Quando fate emergere ciò che è
in voi, quello che avete vi salverà.
Ciò che non avete in voi vi ucciderà,
se non sapete di averlo dentro.
(Tommaso, 70)
La retorica ed il manierismo di numerosi scritti d’ermetismo anche moderni, hanno sovente annichilito l’attitudine immaginativa dell’iniziato; quella dote ricettiva che consente di sviluppare le capacità d’intuizione e di introspezione: quella vocazione squisitamente attorea di retro-guardare ai rivoli del proprio essere, base strategica per il lungo viaggio alla cerca degli arcipelaghi dell’anima.
Abbiamo avuto modo di incontrare, nel corso degli anni, taluni personaggi che, addentrati ormai da tempo nelle pratiche esoteriche ed interrogati sui risultati delle loro investigazioni sottili, ci hanno, quasi sempre, consegnato risposte laconiche, vagamente misteriosofiche, prive di individualità, talora razziate dagli scritti dei Maestri del passato, dando cosi l’impressione di declamare, maldestramente, i versi sbiaditi di un poeta da retrobottega.
La difficoltà di costruire platonicamente un ponte fra l’uomo e le Idee immortali, l’impossibilità, da parte dei più, di assorbire il loro riflesso nella dimensione spazio-temporale e di rielaborarle, per trasformarle in nutrimento della Psiche, hanno contribuito a plasmare cloni mal riusciti del Kremmerz, che conducono una esistenza spersonalizzata e spersonalizzante, nei panni altrui e mai nei propri. Se la Magia insegna che l’uomo ha la possibilità di evolvere e di realizzare quella comunione ritmica col Nούς che, disegna il fine ultimo della Grande Opera alchimica, perché escludere che il pensiero esoterico possa dunque trasmutarsi, contestualmente a coloro che ne seguono e ne praticano gli insegnamenti? Perché negare che la palestra metafisica possa arricchirsi di nuovi strumenti cognitivi, indispensabili a migliorare le “prestazioni” dello spirito?

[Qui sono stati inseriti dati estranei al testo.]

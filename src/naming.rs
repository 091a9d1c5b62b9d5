//! Slug derivation for content documents and config keys.
//!
//! Content files may carry an ordering prefix that is meaningful on disk but
//! not in URLs. Two forms are recognised:
//!
//! - a numeric prefix: `020-about.md` → `about`
//! - a date prefix: `2020-05-12---heroku-export.md` → `heroku-export`
//!
//! The remaining name is transliterated to ASCII and slugified, so
//! `content/posts/010-Über Git.md` resolves to `/posts/uber-git`.
//!
//! ## Slug Shape
//!
//! Every slug starts with `/` and never ends with one, except the root slug
//! which is exactly `/`. A trailing `index` file name maps to its directory:
//!
//! | Source | Slug |
//! |--------|------|
//! | `index.md` | `/` |
//! | `pages/about.md` | `/pages/about` |
//! | `posts/index.md` | `/posts` |
//! | `posts/2020-05-12---Heroku.md` | `/posts/heroku` |

use std::path::Path;

/// Result of parsing an entry name like `020-About-Me`.
#[derive(Debug, Clone, PartialEq)]
pub struct ParsedName {
    /// Number prefix if present (e.g., `20` from `020-About-Me`)
    pub number: Option<u32>,
    /// Date prefix if present (e.g., `2020-05-12` from `2020-05-12---post`)
    pub date: Option<String>,
    /// Raw name after the prefix, dashes preserved. Empty if prefix-only.
    pub name: String,
}

/// Parse an entry name, splitting off a numeric or date ordering prefix.
///
/// - `"020-About-Me"` → number=Some(20), name="About-Me"
/// - `"2020-05-12---heroku"` → date=Some("2020-05-12"), name="heroku"
/// - `"001"` → number=Some(1), name=""
/// - `"about"` → no prefix, name="about"
/// - `"wip-notes"` → no prefix, name="wip-notes"
pub fn parse_entry_name(name: &str) -> ParsedName {
    if let Some((date, rest)) = split_date_prefix(name) {
        return ParsedName {
            number: None,
            date: Some(date.to_string()),
            name: rest.trim_start_matches('-').to_string(),
        };
    }
    if let Some(dash_pos) = name.find('-') {
        let prefix = &name[..dash_pos];
        if let Ok(num) = prefix.parse::<u32>() {
            return ParsedName {
                number: Some(num),
                date: None,
                name: name[dash_pos + 1..].to_string(),
            };
        }
    }
    if let Ok(num) = name.parse::<u32>() {
        return ParsedName {
            number: Some(num),
            date: None,
            name: String::new(),
        };
    }
    ParsedName {
        number: None,
        date: None,
        name: name.to_string(),
    }
}

/// Split a leading `YYYY-MM-DD-` prefix. The date must be followed by a dash.
fn split_date_prefix(name: &str) -> Option<(&str, &str)> {
    let bytes = name.as_bytes();
    if bytes.len() < 11 {
        return None;
    }
    let digits_at = |range: std::ops::Range<usize>| bytes[range].iter().all(u8::is_ascii_digit);
    let shaped = digits_at(0..4)
        && bytes[4] == b'-'
        && digits_at(5..7)
        && bytes[7] == b'-'
        && digits_at(8..10)
        && bytes[10] == b'-';
    shaped.then(|| (&name[..10], &name[10..]))
}

/// Transliterate to ASCII and reduce to lowercase `a-z0-9` runs joined by `-`.
///
/// ```
/// assert_eq!(folio::naming::slugify("Export DB from Heroku"), "export-db-from-heroku");
/// assert_eq!(folio::naming::slugify("Über  Git!"), "uber-git");
/// ```
pub fn slugify(text: &str) -> String {
    let ascii = deunicode::deunicode(text);
    let mut slug = String::with_capacity(ascii.len());
    let mut pending_dash = false;
    for c in ascii.chars() {
        if c.is_ascii_alphanumeric() {
            if pending_dash && !slug.is_empty() {
                slug.push('-');
            }
            pending_dash = false;
            slug.push(c.to_ascii_lowercase());
        } else {
            pending_dash = true;
        }
    }
    slug
}

/// Derive a slug from a path relative to the content root.
pub fn slug_from_relative_path(relative: &Path) -> String {
    let mut segments: Vec<String> = Vec::new();
    let mut components = relative.components().peekable();
    while let Some(component) = components.next() {
        let raw = component.as_os_str().to_string_lossy();
        let is_file = components.peek().is_none();
        let name = if is_file {
            Path::new(raw.as_ref())
                .file_stem()
                .map(|s| s.to_string_lossy().into_owned())
                .unwrap_or_default()
        } else {
            raw.into_owned()
        };
        if is_file && name == "index" {
            continue;
        }
        let segment = slugify(&parse_entry_name(&name).name);
        if !segment.is_empty() {
            segments.push(segment);
        }
    }
    join_slug(segments)
}

/// Normalise an explicitly written slug (front matter, garden links, menu paths).
///
/// Segments are kept as written; only slashes are normalised.
pub fn normalize_slug(raw: &str) -> String {
    join_slug(
        raw.trim()
            .split('/')
            .filter(|s| !s.is_empty())
            .map(str::to_string)
            .collect(),
    )
}

/// Normalise a slug written in front matter.
///
/// Returns `None` when a segment could not be a directory name of its own:
/// empty (`a//b`), `.`, `..`, or containing a backslash or control character.
/// Leading and trailing slashes are dropped as in [`normalize_slug`].
pub fn explicit_slug(raw: &str) -> Option<String> {
    let trimmed = raw.trim().trim_matches('/');
    if trimmed.is_empty() {
        return Some("/".to_string());
    }
    let segments: Vec<String> = trimmed.split('/').map(str::to_string).collect();
    segments
        .iter()
        .all(|s| is_safe_segment(s))
        .then(|| join_slug(segments))
}

/// True when every segment of `slug` stays inside its parent directory.
pub fn is_safe_slug(slug: &str) -> bool {
    let trimmed = slug.trim_matches('/');
    trimmed.is_empty() || trimmed.split('/').all(is_safe_segment)
}

fn is_safe_segment(segment: &str) -> bool {
    !segment.is_empty()
        && segment != "."
        && segment != ".."
        && !segment.chars().any(|c| c == '\\' || c.is_control())
}

fn join_slug(segments: Vec<String>) -> String {
    format!("/{}", segments.join("/"))
}

/// Normalise a site path prefix so it starts and ends with `/`.
pub fn normalize_path_prefix(raw: &str) -> String {
    let trimmed = raw.trim().trim_matches('/');
    if trimmed.is_empty() {
        "/".to_string()
    } else {
        format!("/{trimmed}/")
    }
}

#[cfg(test)]
mod tests {
    use super::*;
    use std::path::PathBuf;

    #[test]
    fn numbered_with_multi_word_name() {
        let p = parse_entry_name("020-About-Me");
        assert_eq!(p.number, Some(20));
        assert_eq!(p.date, None);
        assert_eq!(p.name, "About-Me");
    }

    #[test]
    fn number_only_no_dash() {
        let p = parse_entry_name("001");
        assert_eq!(p.number, Some(1));
        assert_eq!(p.name, "");
    }

    #[test]
    fn unnumbered_with_dashes() {
        let p = parse_entry_name("wip-notes");
        assert_eq!(p.number, None);
        assert_eq!(p.name, "wip-notes");
    }

    #[test]
    fn date_prefix_with_triple_dash() {
        let p = parse_entry_name("2020-05-12---heroku-export");
        assert_eq!(p.number, None);
        assert_eq!(p.date.as_deref(), Some("2020-05-12"));
        assert_eq!(p.name, "heroku-export");
    }

    #[test]
    fn date_like_without_trailing_dash_is_a_number_prefix() {
        // "2020-05-12" alone is not a date prefix; the leading number wins
        let p = parse_entry_name("2020-05-12");
        assert_eq!(p.number, Some(2020));
        assert_eq!(p.name, "05-12");
    }

    #[test]
    fn slugify_lowercases_and_collapses_separators() {
        assert_eq!(slugify("Export DB -- from Heroku"), "export-db-from-heroku");
        assert_eq!(slugify("  leading and trailing  "), "leading-and-trailing");
    }

    #[test]
    fn slugify_transliterates_unicode() {
        assert_eq!(slugify("Über Git"), "uber-git");
        assert_eq!(slugify("Беларусь"), "belarus");
    }

    #[test]
    fn slugify_of_punctuation_only_is_empty() {
        assert_eq!(slugify("!!!"), "");
    }

    #[test]
    fn root_index_is_root_slug() {
        assert_eq!(slug_from_relative_path(&PathBuf::from("index.md")), "/");
    }

    #[test]
    fn nested_index_maps_to_directory() {
        assert_eq!(
            slug_from_relative_path(&PathBuf::from("posts/index.md")),
            "/posts"
        );
    }

    #[test]
    fn prefixes_are_stripped_per_segment() {
        assert_eq!(
            slug_from_relative_path(&PathBuf::from("010-pages/020-About Me.md")),
            "/pages/about-me"
        );
        assert_eq!(
            slug_from_relative_path(&PathBuf::from("posts/2020-05-12---Heroku.mdx")),
            "/posts/heroku"
        );
    }

    #[test]
    fn normalize_slug_adds_leading_and_drops_trailing_slash() {
        assert_eq!(normalize_slug("about"), "/about");
        assert_eq!(normalize_slug("/pages/about/"), "/pages/about");
        assert_eq!(normalize_slug("//posts//git"), "/posts/git");
        assert_eq!(normalize_slug("/"), "/");
        assert_eq!(normalize_slug(""), "/");
    }

    #[test]
    fn explicit_slug_normalises_slashes() {
        assert_eq!(explicit_slug("digital-garden/heroku/").as_deref(), Some("/digital-garden/heroku"));
        assert_eq!(explicit_slug("/").as_deref(), Some("/"));
    }

    #[test]
    fn explicit_slug_rejects_dot_segments() {
        assert_eq!(explicit_slug("/pages/./about"), None);
        assert_eq!(explicit_slug("/posts/../posts"), None);
        assert_eq!(explicit_slug("../../escape"), None);
    }

    #[test]
    fn explicit_slug_rejects_empty_and_backslash_segments() {
        assert_eq!(explicit_slug("/pages//about"), None);
        assert_eq!(explicit_slug("/pages/..\\about"), None);
    }

    #[test]
    fn safe_slug_check() {
        assert!(is_safe_slug("/"));
        assert!(is_safe_slug("/posts/page/2"));
        assert!(!is_safe_slug("/../../escape"));
        assert!(!is_safe_slug("/a/./b"));
    }

    #[test]
    fn path_prefix_always_wrapped_in_slashes() {
        assert_eq!(normalize_path_prefix("/"), "/");
        assert_eq!(normalize_path_prefix(""), "/");
        assert_eq!(normalize_path_prefix("blog"), "/blog/");
        assert_eq!(normalize_path_prefix("/blog/"), "/blog/");
    }
}
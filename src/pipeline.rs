//! Whole-site build: scan, then generate.
//!
//! The CLI drives the stages one at a time so it can print between them;
//! this module is the same pipeline as a single library call.

use crate::config::ConfigError;
use crate::generate::{self, GenerateError, GenerateOptions, GenerateReport};
use crate::metadata::SiteMetadata;
use crate::scan::{self, ContentError, Manifest, ScanError};
use crate::templates::{AssetPaths, RenderContext, posts_page_count, render_posts_index};
use std::fs;
use std::path::{Path, PathBuf};
use thiserror::Error;

#[derive(Error, Debug)]
pub enum BuildError {
    #[error("Config error: {0}")]
    Config(#[from] ConfigError),
    #[error("Content error: {0}")]
    Content(#[from] ContentError),
    #[error("Generate error: {0}")]
    Generate(#[from] GenerateError),
}

impl From<ScanError> for BuildError {
    fn from(err: ScanError) -> Self {
        match err {
            ScanError::Config(e) => BuildError::Config(e),
            ScanError::Content(e) => BuildError::Content(e),
        }
    }
}

#[derive(Debug, Clone, Default)]
pub struct BuildOptions {
    pub include_drafts: bool,
    /// Where to keep `manifest.json`. Not written when `None`.
    pub temp_dir: Option<PathBuf>,
}

#[derive(Debug)]
pub struct BuildReport {
    pub manifest: Manifest,
    pub generated: GenerateReport,
}

/// Scan `source` and write the site to `output`.
pub fn build(source: &Path, output: &Path, options: &BuildOptions) -> Result<BuildReport, BuildError> {
    let manifest = scan::scan(source)?;
    if let Some(temp_dir) = &options.temp_dir {
        write_manifest(&manifest, temp_dir)?;
    }
    let generated = generate::generate_site(
        &manifest,
        source,
        output,
        GenerateOptions {
            include_drafts: options.include_drafts,
        },
    )?;
    Ok(BuildReport {
        manifest,
        generated,
    })
}

/// Write the scan manifest as pretty JSON, returning its path.
pub fn write_manifest(manifest: &Manifest, temp_dir: &Path) -> Result<PathBuf, GenerateError> {
    fs::create_dir_all(temp_dir)?;
    let manifest_path = temp_dir.join("manifest.json");
    let json = serde_json::to_string_pretty(manifest)?;
    fs::write(&manifest_path, json)?;
    Ok(manifest_path)
}

/// Validate a content tree without writing anything.
///
/// Loads the config, resolves every document and renders the blog index in
/// memory. Link warnings come back on the manifest.
pub fn check(source: &Path) -> Result<Manifest, BuildError> {
    let manifest = scan::scan(source)?;
    let meta = SiteMetadata::new(&manifest.config);
    let assets = AssetPaths::new(&meta, &generate::stylesheet_name(""));
    let ctx = RenderContext {
        meta,
        content: &manifest.content,
        assets: &assets,
    };
    for page in 1..=posts_page_count(&ctx) {
        render_posts_index(page, &ctx).map_err(GenerateError::from)?;
    }
    Ok(manifest)
}

#[cfg(test)]
mod tests {
    use super::*;
    use crate::test_helpers::*;
    use tempfile::TempDir;

    #[test]
    fn build_writes_site_and_manifest() {
        let source = setup_fixtures();
        let out = TempDir::new().unwrap();
        let temp = out.path().join(".folio-temp");
        let options = BuildOptions {
            include_drafts: false,
            temp_dir: Some(temp.clone()),
        };
        let report = build(source.path(), &out.path().join("dist"), &options).unwrap();

        assert!(temp.join("manifest.json").exists());
        assert!(out.path().join("dist/index.html").exists());
        assert_eq!(report.generated.pages.len(), report.manifest.content.published().count());
    }

    #[test]
    fn check_writes_nothing() {
        let source = setup_fixtures();
        let manifest = check(source.path()).unwrap();
        assert!(document_slugs(&manifest).contains(&"/pages/about"));
        assert!(!source.path().join("dist").exists());
        assert!(!source.path().join("manifest.json").exists());
    }

    #[test]
    fn fixture_menu_has_no_warnings() {
        let source = setup_fixtures();
        let manifest = check(source.path()).unwrap();
        assert!(manifest.warnings.is_empty(), "{:?}", manifest.warnings);
    }

    #[test]
    fn content_error_surfaces_as_build_error() {
        let source = setup_fixtures();
        fs::write(
            source.path().join("pages/broken.md"),
            "---\ntitle: Broken\ntemplate: gallery\n---\n",
        )
        .unwrap();
        let err = check(source.path()).unwrap_err();
        assert!(matches!(err, BuildError::Content(ContentError::UnknownTemplate { .. })));
        assert!(err.to_string().contains("pages/broken.md"));
    }

    #[test]
    fn config_error_surfaces_as_build_error() {
        let source = setup_fixtures();
        fs::write(source.path().join("config.toml"), "title = \"No url\"\n").unwrap();
        let out = TempDir::new().unwrap();
        let err = build(source.path(), out.path(), &BuildOptions::default()).unwrap_err();
        assert!(matches!(err, BuildError::Config(ConfigError::MissingField("url"))));
    }
}
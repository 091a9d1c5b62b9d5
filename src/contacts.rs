//! Contact channels and the rule deciding which ones are published.
//!
//! `author.contacts` in `config.toml` maps a channel name to a handle:
//!
//! ```toml
//! [author.contacts]
//! email = "contact@example.com"
//! twitter = "example"
//! facebook = "#"      # placeholder: not published
//! instagram = ""      # placeholder: not published
//! ```
//!
//! A channel whose value is empty or the literal `"#"` is omitted entirely.
//! The sidebar and the footer both go through [`published_contacts`], so the
//! two never disagree about which channels are shown.

use crate::config::is_placeholder;
use std::collections::BTreeMap;
use std::fmt;

/// The fixed set of supported channels, in display order.
#[derive(Debug, Clone, Copy, PartialEq, Eq, PartialOrd, Ord, Hash)]
pub enum ContactChannel {
    Email,
    Github,
    Linkedin,
    Twitter,
    Bitbucket,
    Gitlab,
    Telegram,
    Facebook,
    Instagram,
    Vkontakte,
    Youtube,
    Codepen,
    Weibo,
    Line,
    Rss,
}

impl ContactChannel {
    pub const ALL: [ContactChannel; 15] = [
        Self::Email,
        Self::Github,
        Self::Linkedin,
        Self::Twitter,
        Self::Bitbucket,
        Self::Gitlab,
        Self::Telegram,
        Self::Facebook,
        Self::Instagram,
        Self::Vkontakte,
        Self::Youtube,
        Self::Codepen,
        Self::Weibo,
        Self::Line,
        Self::Rss,
    ];

    /// Key used in `[author.contacts]`.
    pub fn name(self) -> &'static str {
        match self {
            Self::Email => "email",
            Self::Github => "github",
            Self::Linkedin => "linkedin",
            Self::Twitter => "twitter",
            Self::Bitbucket => "bitbucket",
            Self::Gitlab => "gitlab",
            Self::Telegram => "telegram",
            Self::Facebook => "facebook",
            Self::Instagram => "instagram",
            Self::Vkontakte => "vkontakte",
            Self::Youtube => "youtube",
            Self::Codepen => "codepen",
            Self::Weibo => "weibo",
            Self::Line => "line",
            Self::Rss => "rss",
        }
    }

    pub fn from_name(name: &str) -> Option<Self> {
        Self::ALL.into_iter().find(|c| c.name() == name)
    }

    /// Human-readable label used for link text and `aria-label`.
    pub fn label(self) -> &'static str {
        match self {
            Self::Email => "Email",
            Self::Github => "GitHub",
            Self::Linkedin => "LinkedIn",
            Self::Twitter => "Twitter",
            Self::Bitbucket => "Bitbucket",
            Self::Gitlab => "GitLab",
            Self::Telegram => "Telegram",
            Self::Facebook => "Facebook",
            Self::Instagram => "Instagram",
            Self::Vkontakte => "VK",
            Self::Youtube => "YouTube",
            Self::Codepen => "CodePen",
            Self::Weibo => "Weibo",
            Self::Line => "Line",
            Self::Rss => "RSS",
        }
    }

    /// Build the link target for a handle on this channel.
    ///
    /// Handles that are already absolute URLs are used unchanged.
    pub fn href(self, handle: &str) -> String {
        let handle = handle.trim();
        if handle.starts_with("http://") || handle.starts_with("https://") {
            return handle.to_string();
        }
        match self {
            Self::Email => format!("mailto:{handle}"),
            Self::Github => format!("https://github.com/{handle}"),
            Self::Linkedin => format!("https://www.linkedin.com/in/{handle}"),
            Self::Twitter => format!("https://twitter.com/{handle}"),
            Self::Bitbucket => format!("https://bitbucket.org/{handle}"),
            Self::Gitlab => format!("https://gitlab.com/{handle}"),
            Self::Telegram => format!("https://t.me/{handle}"),
            Self::Facebook => format!("https://www.facebook.com/{handle}"),
            Self::Instagram => format!("https://www.instagram.com/{handle}"),
            Self::Vkontakte => format!("https://vk.com/{handle}"),
            Self::Youtube => format!("https://www.youtube.com/channel/{handle}"),
            Self::Codepen => format!("https://codepen.io/{handle}"),
            Self::Weibo => format!("https://weibo.com/{handle}"),
            Self::Line => format!("https://line.me/ti/p/{handle}"),
            // Feed links are site paths, not handles
            Self::Rss => handle.to_string(),
        }
    }
}

impl fmt::Display for ContactChannel {
    fn fmt(&self, f: &mut fmt::Formatter<'_>) -> fmt::Result {
        f.write_str(self.name())
    }
}

/// A channel that passed the placeholder rule, ready to render.
#[derive(Debug, Clone, PartialEq)]
pub struct PublishedContact<'a> {
    pub channel: ContactChannel,
    pub handle: &'a str,
    pub href: String,
}

/// Channels to render, in [`ContactChannel::ALL`] order.
///
/// Values that are empty or `"#"` are dropped. Unknown channel names are
/// rejected when the config is loaded, so they never reach this point.
pub fn published_contacts(contacts: &BTreeMap<String, String>) -> Vec<PublishedContact<'_>> {
    ContactChannel::ALL
        .into_iter()
        .filter_map(|channel| {
            let handle = contacts.get(channel.name())?;
            if is_placeholder(handle) {
                return None;
            }
            Some(PublishedContact {
                channel,
                handle: handle.as_str(),
                href: channel.href(handle),
            })
        })
        .collect()
}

E’ necessario sottolineare come, ogni scritto del Kremmerz, appaia privo di assolutismo dottrinario e di qualunque staticità interpretativa nei confronti della Occulta Filosofia.
Nello sfogliare le pagine della sua Opera Omnia, il lettore ha costantemente l’impressione che egli si sforzi di comunicare verità assorbite e percepite alla luce delle proprie personali realizzazioni, consegnandoci dunque una filosofia antidogmatica che assume, quale imprescindibile paradigma, il γνόσε σεαυτόν degli antichi greci. E’ dalla conoscenza e consapevolezza di se stessi, dunque dalla riscoperta della monade sacra che anima il nostro essere, vero e proprio simulacro di Dio, che l’ermetista dovrà partire per rinnovare le proprie percezioni e risolvere ciò che, il Mago di Portici efficacemente definì, l’enimma sfingetico; il mistero dell’uomo, da sempre in bilico fra caducità ed eternità.
E’ dalla notte dei tempi che i discendenti di Adamo vivono un angoscioso dilemma, scaturente dalla mancata accettazione di essere meri involucri pensanti dotati, come ogni altro animale, di un Alfa necessitante e di un’Omega ineluttabile. L’anelito all’Uno, la possibilità di abbandonare la visione prosaica e volgare dell’esistenza per abbracciarne una ieratica che orienti definitivamente il nostro percorso terreno, disegnerebbero forma e sostanza dello Spiritualismo magico.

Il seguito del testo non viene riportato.